Top of SUPPLIED RECORDS

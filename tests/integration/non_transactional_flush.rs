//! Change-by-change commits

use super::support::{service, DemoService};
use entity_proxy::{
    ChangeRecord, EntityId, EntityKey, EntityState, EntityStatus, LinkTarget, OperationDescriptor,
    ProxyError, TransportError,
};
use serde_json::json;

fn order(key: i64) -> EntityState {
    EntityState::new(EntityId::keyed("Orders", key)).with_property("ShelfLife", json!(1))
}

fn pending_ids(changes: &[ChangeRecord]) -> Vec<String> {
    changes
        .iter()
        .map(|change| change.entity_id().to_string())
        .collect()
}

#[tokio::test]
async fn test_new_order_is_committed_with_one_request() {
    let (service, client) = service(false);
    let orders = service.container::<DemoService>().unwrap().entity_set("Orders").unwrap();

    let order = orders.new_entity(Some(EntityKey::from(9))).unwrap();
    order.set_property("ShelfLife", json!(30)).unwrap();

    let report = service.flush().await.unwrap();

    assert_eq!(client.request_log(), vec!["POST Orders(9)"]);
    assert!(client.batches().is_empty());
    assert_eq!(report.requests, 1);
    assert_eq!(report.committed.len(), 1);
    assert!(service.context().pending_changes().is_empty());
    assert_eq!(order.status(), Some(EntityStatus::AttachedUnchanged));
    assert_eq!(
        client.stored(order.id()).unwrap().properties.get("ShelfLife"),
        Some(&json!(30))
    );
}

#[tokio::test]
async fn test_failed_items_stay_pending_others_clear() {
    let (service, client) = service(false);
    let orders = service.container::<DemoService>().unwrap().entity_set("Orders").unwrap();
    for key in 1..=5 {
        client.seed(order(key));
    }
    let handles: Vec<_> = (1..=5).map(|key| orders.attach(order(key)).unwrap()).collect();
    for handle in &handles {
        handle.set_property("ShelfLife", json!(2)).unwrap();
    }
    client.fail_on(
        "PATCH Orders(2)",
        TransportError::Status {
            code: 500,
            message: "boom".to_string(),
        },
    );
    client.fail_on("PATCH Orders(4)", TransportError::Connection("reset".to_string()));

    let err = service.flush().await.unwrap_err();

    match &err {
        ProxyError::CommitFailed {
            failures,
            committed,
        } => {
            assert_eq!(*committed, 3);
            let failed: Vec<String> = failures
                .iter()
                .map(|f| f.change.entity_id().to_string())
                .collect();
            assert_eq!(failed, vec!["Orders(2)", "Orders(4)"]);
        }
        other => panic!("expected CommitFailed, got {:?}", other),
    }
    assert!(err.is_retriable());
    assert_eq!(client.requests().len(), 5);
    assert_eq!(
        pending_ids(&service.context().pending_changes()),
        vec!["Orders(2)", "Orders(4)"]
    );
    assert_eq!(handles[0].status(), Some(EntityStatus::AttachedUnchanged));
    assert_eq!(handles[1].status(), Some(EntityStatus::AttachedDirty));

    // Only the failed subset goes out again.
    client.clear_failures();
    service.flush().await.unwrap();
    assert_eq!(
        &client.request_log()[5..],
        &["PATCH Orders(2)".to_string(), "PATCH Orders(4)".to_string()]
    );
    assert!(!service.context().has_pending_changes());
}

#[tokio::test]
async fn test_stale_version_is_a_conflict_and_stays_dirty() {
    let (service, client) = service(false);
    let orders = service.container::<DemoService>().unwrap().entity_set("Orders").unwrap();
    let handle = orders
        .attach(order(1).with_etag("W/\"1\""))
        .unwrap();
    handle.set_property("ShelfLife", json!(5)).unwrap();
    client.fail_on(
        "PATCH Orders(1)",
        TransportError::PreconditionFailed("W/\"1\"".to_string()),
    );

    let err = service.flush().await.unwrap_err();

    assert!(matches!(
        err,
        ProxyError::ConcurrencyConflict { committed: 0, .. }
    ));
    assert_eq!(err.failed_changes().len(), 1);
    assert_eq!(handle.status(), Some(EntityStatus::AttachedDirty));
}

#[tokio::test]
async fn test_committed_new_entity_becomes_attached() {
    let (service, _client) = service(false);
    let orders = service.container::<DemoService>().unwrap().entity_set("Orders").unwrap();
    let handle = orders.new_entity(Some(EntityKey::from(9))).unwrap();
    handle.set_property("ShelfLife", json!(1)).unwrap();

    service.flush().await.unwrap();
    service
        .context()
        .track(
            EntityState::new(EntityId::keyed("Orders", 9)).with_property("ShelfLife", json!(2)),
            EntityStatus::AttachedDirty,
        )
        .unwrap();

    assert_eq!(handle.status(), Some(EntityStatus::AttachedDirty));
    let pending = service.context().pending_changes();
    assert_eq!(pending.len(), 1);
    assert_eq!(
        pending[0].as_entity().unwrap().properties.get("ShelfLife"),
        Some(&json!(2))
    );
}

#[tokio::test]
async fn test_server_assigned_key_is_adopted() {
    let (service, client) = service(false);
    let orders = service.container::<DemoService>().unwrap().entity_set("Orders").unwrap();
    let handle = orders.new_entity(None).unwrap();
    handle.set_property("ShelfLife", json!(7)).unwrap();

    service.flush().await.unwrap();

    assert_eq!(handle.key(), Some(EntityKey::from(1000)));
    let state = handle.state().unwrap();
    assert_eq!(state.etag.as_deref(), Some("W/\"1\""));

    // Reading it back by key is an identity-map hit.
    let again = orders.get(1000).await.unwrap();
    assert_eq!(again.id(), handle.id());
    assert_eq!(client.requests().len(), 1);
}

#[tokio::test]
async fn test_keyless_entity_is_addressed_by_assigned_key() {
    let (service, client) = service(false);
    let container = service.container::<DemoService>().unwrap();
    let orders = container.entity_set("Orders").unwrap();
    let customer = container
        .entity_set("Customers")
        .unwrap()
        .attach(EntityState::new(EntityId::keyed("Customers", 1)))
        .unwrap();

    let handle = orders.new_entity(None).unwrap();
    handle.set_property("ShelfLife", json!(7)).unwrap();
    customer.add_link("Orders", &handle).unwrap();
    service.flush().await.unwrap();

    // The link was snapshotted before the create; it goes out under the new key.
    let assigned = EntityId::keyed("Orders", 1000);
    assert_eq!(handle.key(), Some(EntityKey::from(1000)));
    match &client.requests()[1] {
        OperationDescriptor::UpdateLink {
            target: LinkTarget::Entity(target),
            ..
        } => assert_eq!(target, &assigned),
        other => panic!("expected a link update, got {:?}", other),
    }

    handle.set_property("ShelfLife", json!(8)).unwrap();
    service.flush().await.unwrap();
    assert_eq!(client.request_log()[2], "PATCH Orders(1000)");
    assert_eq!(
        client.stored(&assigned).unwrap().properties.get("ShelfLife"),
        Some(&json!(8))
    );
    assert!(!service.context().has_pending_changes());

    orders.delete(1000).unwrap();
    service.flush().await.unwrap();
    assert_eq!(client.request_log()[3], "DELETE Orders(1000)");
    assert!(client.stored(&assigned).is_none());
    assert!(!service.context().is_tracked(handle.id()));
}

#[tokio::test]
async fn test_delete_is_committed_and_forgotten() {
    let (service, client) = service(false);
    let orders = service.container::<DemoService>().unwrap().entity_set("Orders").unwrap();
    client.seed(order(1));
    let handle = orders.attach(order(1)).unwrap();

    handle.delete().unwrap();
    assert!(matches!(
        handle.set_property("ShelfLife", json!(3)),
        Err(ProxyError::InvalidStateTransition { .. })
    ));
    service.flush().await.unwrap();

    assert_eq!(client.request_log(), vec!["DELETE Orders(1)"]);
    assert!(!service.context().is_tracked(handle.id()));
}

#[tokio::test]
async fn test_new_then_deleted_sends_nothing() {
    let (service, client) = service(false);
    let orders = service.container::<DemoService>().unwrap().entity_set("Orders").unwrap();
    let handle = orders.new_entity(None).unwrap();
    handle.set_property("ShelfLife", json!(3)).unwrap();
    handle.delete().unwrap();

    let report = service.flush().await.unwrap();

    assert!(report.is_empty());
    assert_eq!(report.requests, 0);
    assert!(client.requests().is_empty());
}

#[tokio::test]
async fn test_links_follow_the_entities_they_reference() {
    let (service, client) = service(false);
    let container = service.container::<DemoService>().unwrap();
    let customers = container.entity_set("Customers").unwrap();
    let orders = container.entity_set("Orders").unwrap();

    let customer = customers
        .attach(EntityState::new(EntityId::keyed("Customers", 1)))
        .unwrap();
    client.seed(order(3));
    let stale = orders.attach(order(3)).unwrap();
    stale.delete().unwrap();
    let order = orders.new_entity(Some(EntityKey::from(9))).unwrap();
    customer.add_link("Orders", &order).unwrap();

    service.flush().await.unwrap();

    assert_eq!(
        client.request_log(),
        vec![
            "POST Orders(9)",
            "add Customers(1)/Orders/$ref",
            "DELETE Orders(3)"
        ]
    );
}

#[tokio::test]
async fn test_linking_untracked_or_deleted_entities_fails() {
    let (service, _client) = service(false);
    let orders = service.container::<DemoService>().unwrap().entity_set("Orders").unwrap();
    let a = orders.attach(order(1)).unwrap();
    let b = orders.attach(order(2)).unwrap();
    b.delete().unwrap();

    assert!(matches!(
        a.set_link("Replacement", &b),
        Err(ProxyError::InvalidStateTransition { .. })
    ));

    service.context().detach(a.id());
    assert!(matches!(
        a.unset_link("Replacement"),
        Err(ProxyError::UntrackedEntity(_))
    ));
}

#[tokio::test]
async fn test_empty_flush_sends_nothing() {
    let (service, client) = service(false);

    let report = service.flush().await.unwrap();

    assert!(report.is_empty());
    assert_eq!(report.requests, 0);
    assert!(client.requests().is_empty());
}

Bottom of SUPPLIED RECORDS
Top of SUPPLIED RECORDS

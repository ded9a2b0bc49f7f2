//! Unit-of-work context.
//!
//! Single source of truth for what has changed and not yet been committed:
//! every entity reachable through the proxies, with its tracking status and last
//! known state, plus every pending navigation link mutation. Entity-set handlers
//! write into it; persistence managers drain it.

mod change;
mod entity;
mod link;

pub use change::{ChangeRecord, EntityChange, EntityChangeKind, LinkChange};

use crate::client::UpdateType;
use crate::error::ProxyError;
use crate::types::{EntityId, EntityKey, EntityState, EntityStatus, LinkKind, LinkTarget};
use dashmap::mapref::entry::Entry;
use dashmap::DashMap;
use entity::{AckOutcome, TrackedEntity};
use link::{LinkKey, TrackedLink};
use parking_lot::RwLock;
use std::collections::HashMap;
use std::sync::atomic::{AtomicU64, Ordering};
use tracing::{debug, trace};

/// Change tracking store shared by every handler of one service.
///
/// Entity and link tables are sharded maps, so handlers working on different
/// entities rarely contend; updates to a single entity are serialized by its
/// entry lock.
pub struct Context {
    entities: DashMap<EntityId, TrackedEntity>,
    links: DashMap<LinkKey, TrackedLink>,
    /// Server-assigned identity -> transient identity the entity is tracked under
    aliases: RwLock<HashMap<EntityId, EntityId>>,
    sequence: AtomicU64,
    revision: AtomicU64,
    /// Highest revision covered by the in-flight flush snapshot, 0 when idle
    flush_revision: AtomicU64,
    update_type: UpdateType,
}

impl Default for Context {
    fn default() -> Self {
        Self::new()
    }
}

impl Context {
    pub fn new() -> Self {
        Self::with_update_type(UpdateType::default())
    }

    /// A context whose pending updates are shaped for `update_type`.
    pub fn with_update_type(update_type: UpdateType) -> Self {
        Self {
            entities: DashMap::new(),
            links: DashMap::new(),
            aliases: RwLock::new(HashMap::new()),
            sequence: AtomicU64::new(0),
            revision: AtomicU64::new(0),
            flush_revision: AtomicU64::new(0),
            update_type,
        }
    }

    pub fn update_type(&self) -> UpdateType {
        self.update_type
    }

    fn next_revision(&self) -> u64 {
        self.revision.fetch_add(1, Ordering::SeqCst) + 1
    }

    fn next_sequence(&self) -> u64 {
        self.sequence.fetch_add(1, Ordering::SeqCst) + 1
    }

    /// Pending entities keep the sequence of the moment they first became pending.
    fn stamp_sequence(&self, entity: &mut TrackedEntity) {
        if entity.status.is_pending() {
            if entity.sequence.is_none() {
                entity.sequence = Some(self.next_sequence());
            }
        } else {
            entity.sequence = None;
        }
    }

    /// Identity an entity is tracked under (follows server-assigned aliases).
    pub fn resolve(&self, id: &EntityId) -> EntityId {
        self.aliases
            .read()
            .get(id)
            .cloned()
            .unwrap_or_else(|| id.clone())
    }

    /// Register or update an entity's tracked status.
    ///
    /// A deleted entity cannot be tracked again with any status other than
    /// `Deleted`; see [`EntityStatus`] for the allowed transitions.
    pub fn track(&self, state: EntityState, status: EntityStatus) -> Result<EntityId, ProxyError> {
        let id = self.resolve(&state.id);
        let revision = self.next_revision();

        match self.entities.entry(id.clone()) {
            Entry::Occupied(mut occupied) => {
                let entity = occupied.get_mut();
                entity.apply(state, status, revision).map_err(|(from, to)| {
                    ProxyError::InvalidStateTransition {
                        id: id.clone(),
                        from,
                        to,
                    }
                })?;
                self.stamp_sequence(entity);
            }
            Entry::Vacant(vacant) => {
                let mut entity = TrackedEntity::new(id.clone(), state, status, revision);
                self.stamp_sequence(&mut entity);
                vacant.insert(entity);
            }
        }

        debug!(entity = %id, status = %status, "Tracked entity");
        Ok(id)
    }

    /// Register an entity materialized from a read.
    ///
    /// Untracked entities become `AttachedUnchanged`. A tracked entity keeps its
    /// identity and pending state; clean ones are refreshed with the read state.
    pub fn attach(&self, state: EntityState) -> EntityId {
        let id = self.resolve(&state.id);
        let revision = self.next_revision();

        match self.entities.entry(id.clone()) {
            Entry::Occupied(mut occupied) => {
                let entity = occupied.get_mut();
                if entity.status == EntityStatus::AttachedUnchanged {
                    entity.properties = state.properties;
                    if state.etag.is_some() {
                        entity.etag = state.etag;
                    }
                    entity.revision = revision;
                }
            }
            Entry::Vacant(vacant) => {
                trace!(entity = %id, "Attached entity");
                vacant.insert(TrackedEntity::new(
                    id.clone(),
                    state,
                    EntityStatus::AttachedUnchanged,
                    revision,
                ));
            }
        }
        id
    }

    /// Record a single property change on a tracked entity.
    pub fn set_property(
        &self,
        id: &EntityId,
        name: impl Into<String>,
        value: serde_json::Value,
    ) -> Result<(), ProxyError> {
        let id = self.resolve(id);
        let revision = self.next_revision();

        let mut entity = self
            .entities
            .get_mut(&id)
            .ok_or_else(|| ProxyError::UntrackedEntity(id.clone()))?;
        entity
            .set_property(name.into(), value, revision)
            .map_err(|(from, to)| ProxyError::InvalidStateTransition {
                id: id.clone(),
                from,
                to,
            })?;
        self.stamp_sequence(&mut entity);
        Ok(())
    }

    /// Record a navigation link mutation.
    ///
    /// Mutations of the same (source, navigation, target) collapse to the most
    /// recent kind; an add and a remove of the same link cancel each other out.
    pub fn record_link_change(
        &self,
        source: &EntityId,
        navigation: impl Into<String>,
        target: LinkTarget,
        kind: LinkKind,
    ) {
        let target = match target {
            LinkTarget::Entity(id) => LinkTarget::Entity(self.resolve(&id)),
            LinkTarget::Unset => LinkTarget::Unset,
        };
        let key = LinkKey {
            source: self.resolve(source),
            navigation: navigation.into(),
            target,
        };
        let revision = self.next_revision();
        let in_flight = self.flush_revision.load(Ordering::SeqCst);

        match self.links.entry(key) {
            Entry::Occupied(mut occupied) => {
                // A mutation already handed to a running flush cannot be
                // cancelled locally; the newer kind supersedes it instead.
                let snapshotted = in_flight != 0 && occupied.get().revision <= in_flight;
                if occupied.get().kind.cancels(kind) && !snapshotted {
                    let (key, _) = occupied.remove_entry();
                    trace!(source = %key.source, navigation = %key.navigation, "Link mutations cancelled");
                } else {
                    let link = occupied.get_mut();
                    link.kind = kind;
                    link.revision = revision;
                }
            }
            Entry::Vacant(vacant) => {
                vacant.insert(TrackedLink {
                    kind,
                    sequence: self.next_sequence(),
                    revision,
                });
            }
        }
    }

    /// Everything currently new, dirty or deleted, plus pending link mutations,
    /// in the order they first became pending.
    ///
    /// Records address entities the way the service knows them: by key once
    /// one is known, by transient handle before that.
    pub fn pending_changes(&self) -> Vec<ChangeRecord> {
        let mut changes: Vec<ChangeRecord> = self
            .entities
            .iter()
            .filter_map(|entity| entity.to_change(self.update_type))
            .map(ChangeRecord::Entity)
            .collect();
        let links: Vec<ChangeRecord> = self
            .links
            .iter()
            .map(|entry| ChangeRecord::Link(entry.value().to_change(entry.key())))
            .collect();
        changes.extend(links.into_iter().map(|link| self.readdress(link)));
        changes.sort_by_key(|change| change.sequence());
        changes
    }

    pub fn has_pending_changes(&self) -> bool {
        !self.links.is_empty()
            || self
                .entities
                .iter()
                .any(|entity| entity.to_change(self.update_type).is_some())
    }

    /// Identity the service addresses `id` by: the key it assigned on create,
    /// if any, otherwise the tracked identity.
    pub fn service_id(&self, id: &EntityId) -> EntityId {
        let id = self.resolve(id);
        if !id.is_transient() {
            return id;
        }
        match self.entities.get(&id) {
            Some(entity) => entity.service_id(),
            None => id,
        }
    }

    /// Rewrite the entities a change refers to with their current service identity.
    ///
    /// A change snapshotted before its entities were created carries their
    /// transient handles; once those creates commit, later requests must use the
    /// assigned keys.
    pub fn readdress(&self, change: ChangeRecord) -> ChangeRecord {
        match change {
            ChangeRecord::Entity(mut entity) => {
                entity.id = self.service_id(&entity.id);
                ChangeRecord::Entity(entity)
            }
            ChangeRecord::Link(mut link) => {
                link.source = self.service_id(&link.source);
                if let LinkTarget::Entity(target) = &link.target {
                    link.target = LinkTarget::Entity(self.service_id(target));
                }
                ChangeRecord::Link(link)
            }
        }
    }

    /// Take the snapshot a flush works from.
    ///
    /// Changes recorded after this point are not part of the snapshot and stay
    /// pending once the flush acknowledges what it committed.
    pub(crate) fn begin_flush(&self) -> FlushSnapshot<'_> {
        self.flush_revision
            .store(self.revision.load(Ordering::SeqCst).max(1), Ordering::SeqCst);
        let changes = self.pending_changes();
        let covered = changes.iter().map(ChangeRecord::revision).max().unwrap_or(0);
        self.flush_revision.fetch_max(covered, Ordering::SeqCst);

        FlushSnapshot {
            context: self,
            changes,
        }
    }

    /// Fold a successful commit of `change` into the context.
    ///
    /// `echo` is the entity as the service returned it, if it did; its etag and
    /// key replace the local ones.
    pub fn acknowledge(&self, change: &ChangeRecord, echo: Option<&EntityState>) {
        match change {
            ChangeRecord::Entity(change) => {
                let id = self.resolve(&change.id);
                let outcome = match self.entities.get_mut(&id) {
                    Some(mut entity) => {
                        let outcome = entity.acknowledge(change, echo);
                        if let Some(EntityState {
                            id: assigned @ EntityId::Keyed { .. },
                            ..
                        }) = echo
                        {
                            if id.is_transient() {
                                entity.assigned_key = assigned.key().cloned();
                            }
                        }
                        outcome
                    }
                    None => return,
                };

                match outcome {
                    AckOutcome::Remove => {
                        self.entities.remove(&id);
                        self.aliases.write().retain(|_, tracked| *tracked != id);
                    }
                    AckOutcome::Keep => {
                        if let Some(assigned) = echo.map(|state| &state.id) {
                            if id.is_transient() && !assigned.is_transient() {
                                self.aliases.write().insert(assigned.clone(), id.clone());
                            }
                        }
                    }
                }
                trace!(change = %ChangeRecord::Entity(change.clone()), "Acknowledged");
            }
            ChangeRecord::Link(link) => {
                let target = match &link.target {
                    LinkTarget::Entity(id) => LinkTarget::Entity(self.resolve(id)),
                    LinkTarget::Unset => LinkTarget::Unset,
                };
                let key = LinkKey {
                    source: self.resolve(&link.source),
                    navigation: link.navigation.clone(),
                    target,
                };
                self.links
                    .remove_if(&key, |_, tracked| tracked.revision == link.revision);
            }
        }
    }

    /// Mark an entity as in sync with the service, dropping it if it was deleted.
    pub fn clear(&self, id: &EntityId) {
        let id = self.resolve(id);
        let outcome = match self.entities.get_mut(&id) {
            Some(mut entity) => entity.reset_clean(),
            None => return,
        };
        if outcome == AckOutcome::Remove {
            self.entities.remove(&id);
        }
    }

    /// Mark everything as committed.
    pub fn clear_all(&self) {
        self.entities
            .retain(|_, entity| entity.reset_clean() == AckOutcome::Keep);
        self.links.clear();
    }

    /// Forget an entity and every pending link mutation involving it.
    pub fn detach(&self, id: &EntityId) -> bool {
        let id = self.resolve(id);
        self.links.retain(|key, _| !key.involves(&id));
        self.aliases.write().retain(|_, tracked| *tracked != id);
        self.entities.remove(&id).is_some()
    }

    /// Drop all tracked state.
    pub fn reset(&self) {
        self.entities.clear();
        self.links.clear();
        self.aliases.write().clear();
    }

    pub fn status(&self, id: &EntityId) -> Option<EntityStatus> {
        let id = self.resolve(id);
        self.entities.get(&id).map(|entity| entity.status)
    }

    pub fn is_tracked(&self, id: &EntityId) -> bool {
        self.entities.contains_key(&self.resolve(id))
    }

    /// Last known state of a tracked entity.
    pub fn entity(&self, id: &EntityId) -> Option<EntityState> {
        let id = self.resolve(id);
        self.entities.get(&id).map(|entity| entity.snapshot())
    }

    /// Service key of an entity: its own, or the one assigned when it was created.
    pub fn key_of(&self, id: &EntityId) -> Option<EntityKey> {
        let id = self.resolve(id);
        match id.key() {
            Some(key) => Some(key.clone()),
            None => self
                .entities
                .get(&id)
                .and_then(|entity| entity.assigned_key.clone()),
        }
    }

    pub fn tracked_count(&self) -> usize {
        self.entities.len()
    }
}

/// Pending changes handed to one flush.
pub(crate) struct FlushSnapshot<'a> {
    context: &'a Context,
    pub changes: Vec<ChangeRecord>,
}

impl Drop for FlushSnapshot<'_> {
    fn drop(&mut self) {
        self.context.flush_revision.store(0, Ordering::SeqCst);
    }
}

Bottom of SUPPLIED RECORDS
Top of SUPPLIED RECORDS

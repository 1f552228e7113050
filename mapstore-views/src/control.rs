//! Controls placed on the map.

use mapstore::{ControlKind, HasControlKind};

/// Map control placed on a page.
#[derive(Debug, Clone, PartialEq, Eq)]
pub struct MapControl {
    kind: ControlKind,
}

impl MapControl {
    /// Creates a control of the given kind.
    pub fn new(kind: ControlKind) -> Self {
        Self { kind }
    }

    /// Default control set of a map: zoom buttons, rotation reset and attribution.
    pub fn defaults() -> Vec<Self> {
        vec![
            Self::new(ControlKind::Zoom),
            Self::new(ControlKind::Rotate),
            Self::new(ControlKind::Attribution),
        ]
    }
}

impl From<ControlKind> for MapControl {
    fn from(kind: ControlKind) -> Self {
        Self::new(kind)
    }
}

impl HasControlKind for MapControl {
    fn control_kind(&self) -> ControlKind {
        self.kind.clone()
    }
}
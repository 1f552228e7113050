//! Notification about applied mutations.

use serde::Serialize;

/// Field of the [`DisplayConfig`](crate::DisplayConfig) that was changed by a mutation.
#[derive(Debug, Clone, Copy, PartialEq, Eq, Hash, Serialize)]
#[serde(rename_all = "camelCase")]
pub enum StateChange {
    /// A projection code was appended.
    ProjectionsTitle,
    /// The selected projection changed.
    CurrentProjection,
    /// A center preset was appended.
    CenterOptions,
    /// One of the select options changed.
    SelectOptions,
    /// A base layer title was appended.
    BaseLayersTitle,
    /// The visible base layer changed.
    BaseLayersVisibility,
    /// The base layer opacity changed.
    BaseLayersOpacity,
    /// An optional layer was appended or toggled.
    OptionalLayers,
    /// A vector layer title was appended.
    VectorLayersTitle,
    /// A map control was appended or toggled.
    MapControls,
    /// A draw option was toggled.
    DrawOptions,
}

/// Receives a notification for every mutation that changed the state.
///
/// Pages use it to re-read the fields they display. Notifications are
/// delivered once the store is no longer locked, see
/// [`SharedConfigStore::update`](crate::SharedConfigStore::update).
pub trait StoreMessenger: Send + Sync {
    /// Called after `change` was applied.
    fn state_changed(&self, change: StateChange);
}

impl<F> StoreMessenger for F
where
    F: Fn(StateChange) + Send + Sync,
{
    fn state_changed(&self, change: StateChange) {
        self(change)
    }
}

Bottom of SUPPLIED RECORDS

● EXERCISE DETAILS
What number of lines in the records hold "StateChange"? Reply with that number alone.

● EXERCISE RESPONSE
4